**Work to be completed**.
Which lines of the records below contain the string "Debug"? Report each of them.

**Data provided**.
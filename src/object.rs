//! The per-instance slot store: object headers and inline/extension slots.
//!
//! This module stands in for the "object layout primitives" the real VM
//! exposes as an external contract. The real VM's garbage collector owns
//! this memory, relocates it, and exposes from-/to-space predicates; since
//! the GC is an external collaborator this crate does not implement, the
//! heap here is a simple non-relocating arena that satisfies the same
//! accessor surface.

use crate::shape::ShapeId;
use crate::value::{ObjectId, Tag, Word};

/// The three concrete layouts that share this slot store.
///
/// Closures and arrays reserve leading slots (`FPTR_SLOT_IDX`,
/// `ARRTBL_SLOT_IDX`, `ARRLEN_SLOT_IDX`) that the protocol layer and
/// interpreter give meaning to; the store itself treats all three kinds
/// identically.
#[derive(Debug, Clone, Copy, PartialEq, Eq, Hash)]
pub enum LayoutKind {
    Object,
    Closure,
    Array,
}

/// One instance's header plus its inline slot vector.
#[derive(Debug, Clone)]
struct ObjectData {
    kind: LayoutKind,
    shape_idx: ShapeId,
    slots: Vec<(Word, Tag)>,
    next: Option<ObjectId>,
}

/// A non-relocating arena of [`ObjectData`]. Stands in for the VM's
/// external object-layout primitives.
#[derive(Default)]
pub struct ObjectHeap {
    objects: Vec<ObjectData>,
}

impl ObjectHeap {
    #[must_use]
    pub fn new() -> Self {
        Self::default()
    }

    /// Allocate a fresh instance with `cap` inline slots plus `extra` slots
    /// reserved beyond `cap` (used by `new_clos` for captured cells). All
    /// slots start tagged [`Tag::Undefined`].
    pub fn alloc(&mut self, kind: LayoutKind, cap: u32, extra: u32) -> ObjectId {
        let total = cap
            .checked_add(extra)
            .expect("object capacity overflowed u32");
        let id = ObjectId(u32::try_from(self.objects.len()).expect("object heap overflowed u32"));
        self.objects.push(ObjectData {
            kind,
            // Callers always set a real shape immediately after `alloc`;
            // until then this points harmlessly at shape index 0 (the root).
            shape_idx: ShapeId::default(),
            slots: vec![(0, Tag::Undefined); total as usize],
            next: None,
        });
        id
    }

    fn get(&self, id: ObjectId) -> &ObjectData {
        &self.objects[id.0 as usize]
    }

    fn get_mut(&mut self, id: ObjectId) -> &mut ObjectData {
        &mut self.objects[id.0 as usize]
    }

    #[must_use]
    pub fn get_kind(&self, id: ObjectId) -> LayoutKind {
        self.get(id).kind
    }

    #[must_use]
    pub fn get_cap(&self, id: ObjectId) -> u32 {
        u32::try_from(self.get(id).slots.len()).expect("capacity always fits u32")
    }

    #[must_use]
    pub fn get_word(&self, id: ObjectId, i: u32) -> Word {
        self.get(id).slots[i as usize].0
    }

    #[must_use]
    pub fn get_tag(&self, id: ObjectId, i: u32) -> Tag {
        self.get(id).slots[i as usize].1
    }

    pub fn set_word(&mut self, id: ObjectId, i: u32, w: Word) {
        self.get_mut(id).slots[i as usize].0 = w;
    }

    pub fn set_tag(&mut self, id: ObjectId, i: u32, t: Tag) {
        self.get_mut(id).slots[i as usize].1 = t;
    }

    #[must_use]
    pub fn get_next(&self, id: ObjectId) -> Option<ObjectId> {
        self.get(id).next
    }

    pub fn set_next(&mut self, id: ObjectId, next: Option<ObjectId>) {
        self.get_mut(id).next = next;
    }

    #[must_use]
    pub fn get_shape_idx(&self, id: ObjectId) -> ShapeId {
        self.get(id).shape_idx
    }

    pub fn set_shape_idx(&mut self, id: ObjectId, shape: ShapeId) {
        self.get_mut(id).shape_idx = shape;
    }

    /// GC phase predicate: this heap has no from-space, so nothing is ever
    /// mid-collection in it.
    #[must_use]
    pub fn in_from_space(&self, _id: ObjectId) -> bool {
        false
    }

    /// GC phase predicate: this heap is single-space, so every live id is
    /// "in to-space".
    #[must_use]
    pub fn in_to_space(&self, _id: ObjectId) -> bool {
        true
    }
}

**Response to the task**.
#[derive(Debug, Clone, Copy, PartialEq, Eq, Hash)]
#[derive(Debug, Clone)]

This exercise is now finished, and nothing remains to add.